Exercise objective: Where does the string "seconds" appear in the records? Copy every line that contains it.

Collected data entries:
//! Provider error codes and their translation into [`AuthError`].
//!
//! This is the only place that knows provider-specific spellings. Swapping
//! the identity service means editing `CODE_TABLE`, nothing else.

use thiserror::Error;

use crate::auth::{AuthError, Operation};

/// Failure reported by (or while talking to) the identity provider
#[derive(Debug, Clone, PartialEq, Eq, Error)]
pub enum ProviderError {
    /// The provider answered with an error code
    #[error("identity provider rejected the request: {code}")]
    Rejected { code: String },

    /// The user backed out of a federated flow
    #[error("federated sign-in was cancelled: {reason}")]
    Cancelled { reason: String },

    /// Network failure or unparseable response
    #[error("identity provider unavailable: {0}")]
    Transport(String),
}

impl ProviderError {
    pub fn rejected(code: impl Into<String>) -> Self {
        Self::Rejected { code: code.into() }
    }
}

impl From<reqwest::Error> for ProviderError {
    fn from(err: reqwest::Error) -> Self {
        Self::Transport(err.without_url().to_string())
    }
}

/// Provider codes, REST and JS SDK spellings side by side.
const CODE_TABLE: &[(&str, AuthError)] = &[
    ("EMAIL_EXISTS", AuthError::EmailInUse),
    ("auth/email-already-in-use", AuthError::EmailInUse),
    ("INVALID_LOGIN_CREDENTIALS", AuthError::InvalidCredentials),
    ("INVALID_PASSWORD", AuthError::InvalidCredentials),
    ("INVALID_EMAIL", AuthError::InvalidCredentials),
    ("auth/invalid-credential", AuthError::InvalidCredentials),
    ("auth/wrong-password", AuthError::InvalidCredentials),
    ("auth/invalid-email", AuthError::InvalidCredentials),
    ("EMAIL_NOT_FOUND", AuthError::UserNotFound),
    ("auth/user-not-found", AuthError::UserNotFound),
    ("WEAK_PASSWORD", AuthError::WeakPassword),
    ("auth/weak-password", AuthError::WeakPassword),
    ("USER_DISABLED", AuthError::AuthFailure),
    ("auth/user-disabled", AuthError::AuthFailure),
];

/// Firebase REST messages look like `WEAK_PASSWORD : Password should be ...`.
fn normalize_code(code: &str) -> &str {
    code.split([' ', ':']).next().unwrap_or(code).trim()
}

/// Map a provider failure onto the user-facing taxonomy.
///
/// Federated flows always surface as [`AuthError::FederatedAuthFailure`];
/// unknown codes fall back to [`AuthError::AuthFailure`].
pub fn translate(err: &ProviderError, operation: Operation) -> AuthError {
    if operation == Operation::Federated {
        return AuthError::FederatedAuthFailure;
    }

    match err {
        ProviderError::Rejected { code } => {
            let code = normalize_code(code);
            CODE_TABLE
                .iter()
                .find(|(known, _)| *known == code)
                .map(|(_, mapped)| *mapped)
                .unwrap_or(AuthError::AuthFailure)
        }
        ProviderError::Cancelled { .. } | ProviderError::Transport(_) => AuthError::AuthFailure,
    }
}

* * *

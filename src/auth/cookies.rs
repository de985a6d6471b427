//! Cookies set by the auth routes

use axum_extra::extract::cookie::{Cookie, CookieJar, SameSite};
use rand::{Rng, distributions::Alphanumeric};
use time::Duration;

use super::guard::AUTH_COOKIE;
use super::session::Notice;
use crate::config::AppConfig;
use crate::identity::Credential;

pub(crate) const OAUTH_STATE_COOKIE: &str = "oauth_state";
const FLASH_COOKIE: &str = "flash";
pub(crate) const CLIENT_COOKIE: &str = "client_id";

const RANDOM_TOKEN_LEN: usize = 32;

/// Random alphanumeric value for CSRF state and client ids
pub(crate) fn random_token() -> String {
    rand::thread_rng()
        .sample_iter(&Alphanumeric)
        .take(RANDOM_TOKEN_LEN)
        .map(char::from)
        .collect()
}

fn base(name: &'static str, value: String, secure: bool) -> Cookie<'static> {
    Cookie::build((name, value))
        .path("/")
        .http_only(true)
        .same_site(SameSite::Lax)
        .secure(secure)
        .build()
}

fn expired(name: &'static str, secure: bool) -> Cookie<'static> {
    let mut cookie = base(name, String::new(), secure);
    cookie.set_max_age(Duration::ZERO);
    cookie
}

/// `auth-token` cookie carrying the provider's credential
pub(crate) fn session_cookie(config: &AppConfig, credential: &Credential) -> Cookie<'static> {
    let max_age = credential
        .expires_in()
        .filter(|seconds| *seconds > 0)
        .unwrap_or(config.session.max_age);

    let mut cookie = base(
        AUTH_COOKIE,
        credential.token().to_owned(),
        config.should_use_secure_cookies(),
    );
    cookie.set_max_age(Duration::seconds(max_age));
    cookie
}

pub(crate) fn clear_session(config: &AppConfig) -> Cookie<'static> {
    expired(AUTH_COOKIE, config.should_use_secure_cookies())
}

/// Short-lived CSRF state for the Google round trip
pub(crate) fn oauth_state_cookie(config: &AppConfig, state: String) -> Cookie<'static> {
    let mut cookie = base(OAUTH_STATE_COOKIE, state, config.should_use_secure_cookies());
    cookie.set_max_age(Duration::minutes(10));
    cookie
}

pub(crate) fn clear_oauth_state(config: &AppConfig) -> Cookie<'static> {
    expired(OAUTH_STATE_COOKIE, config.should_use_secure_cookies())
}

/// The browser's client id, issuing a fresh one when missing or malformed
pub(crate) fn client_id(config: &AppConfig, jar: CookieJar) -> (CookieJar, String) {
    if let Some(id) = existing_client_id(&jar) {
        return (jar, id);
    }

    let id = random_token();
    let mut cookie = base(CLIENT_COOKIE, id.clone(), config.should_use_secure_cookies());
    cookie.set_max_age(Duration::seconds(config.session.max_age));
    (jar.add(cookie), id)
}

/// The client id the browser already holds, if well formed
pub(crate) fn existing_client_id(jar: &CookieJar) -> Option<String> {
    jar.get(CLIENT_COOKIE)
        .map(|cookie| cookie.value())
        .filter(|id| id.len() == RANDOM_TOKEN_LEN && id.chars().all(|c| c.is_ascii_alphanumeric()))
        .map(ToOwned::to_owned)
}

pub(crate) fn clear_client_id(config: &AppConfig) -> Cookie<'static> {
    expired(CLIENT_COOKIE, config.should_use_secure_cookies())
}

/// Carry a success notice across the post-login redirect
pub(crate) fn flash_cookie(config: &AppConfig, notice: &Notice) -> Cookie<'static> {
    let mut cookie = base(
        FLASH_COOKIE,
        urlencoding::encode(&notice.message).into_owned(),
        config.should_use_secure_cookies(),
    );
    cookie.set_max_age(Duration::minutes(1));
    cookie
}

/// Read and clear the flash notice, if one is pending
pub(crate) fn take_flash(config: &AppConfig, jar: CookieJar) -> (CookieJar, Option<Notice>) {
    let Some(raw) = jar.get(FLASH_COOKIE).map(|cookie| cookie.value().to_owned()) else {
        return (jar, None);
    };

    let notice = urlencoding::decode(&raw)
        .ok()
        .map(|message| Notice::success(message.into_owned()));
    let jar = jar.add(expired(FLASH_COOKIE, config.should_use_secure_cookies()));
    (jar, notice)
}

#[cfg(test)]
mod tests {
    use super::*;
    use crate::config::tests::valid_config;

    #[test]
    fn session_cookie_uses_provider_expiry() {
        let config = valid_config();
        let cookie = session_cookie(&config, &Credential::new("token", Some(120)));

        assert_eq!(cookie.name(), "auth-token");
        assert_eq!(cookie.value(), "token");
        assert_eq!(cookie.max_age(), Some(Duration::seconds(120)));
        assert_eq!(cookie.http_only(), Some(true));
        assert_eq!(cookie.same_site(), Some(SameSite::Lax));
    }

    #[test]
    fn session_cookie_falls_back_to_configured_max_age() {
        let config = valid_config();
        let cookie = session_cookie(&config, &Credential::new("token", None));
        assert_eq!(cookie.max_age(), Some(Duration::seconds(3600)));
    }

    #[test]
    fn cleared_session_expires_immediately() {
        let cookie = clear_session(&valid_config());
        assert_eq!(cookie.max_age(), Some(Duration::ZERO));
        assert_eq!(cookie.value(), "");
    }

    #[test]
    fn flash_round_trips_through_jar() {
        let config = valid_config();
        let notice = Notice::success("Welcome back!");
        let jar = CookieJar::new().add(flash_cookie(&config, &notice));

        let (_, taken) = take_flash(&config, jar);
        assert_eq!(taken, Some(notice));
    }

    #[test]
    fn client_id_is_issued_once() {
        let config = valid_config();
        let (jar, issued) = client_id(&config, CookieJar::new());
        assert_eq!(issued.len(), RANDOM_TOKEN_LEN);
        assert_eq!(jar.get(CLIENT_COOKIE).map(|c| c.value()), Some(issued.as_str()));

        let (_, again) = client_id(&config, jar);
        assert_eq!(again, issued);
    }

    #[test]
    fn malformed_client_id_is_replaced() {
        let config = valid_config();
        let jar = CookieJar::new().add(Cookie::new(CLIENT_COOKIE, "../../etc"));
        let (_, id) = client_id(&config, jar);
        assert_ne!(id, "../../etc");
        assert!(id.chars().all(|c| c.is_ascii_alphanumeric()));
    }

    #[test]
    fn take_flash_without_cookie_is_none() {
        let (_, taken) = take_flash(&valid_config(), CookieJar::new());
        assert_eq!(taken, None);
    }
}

==

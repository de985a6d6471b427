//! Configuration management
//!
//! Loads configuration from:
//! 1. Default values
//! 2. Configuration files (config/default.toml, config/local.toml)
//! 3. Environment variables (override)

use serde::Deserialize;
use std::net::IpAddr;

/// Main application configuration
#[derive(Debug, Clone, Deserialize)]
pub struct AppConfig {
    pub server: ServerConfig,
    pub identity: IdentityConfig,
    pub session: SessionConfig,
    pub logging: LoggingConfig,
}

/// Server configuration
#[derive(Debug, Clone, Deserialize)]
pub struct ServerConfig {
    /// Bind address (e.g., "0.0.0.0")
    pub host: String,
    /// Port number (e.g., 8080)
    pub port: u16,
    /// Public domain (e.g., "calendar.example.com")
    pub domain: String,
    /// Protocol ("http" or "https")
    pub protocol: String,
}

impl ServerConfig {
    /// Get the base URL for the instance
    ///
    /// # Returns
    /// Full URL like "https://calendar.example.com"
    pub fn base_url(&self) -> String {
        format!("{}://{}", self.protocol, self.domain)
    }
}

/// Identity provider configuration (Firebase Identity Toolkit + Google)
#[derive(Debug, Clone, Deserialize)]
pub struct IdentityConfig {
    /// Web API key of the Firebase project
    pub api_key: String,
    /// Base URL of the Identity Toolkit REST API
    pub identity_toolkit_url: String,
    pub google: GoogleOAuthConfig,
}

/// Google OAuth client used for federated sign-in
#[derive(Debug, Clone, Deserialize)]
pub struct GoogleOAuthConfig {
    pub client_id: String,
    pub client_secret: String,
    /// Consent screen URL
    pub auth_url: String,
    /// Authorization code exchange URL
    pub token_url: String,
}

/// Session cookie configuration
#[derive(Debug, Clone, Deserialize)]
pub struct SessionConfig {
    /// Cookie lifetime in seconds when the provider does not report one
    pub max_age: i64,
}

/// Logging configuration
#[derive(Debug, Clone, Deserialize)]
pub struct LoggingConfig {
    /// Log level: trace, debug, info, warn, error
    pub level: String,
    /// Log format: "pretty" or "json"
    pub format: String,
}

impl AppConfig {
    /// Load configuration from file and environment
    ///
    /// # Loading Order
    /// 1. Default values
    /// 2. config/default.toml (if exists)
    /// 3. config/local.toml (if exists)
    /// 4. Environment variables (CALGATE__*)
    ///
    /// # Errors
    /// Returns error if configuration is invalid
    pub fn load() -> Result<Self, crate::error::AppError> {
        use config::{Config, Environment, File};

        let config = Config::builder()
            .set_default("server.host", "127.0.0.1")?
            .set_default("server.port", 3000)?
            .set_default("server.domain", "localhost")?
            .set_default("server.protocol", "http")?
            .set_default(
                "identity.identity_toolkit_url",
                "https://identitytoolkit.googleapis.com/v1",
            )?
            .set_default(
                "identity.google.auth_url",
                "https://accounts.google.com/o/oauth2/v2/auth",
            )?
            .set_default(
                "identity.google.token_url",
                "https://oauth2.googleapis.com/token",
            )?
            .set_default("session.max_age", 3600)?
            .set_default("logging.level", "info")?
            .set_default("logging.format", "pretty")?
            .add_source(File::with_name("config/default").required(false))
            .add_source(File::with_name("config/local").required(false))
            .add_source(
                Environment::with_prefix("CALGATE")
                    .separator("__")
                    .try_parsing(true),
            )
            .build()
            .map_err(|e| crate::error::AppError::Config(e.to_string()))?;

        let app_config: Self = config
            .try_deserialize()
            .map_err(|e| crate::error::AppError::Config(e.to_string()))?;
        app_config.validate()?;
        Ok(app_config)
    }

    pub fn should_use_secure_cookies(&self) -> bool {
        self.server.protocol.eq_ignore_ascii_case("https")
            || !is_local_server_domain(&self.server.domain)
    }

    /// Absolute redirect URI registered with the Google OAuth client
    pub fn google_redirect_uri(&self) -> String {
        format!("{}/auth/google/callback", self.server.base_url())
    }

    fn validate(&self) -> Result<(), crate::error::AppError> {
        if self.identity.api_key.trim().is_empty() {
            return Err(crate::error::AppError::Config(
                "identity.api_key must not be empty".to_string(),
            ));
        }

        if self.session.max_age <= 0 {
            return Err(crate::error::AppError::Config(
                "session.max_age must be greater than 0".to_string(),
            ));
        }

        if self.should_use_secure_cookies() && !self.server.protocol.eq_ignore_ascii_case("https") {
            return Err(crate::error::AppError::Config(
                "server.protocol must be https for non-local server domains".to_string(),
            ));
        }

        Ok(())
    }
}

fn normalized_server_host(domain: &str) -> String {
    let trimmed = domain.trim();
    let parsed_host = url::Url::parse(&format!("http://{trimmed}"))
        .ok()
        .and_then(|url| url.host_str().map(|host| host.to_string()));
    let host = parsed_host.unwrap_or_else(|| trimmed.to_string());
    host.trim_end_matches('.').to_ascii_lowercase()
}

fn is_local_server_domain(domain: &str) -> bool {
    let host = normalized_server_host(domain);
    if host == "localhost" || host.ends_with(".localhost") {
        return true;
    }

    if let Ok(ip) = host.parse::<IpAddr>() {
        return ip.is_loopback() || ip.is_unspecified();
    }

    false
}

Written answer:
        .filter(|seconds| *seconds > 0)
    cookie.set_max_age(Duration::seconds(max_age));
    cookie.set_max_age(Duration::seconds(config.session.max_age));
        assert_eq!(cookie.max_age(), Some(Duration::seconds(120)));
        assert_eq!(cookie.max_age(), Some(Duration::seconds(3600)));
    /// Cookie lifetime in seconds when the provider does not report one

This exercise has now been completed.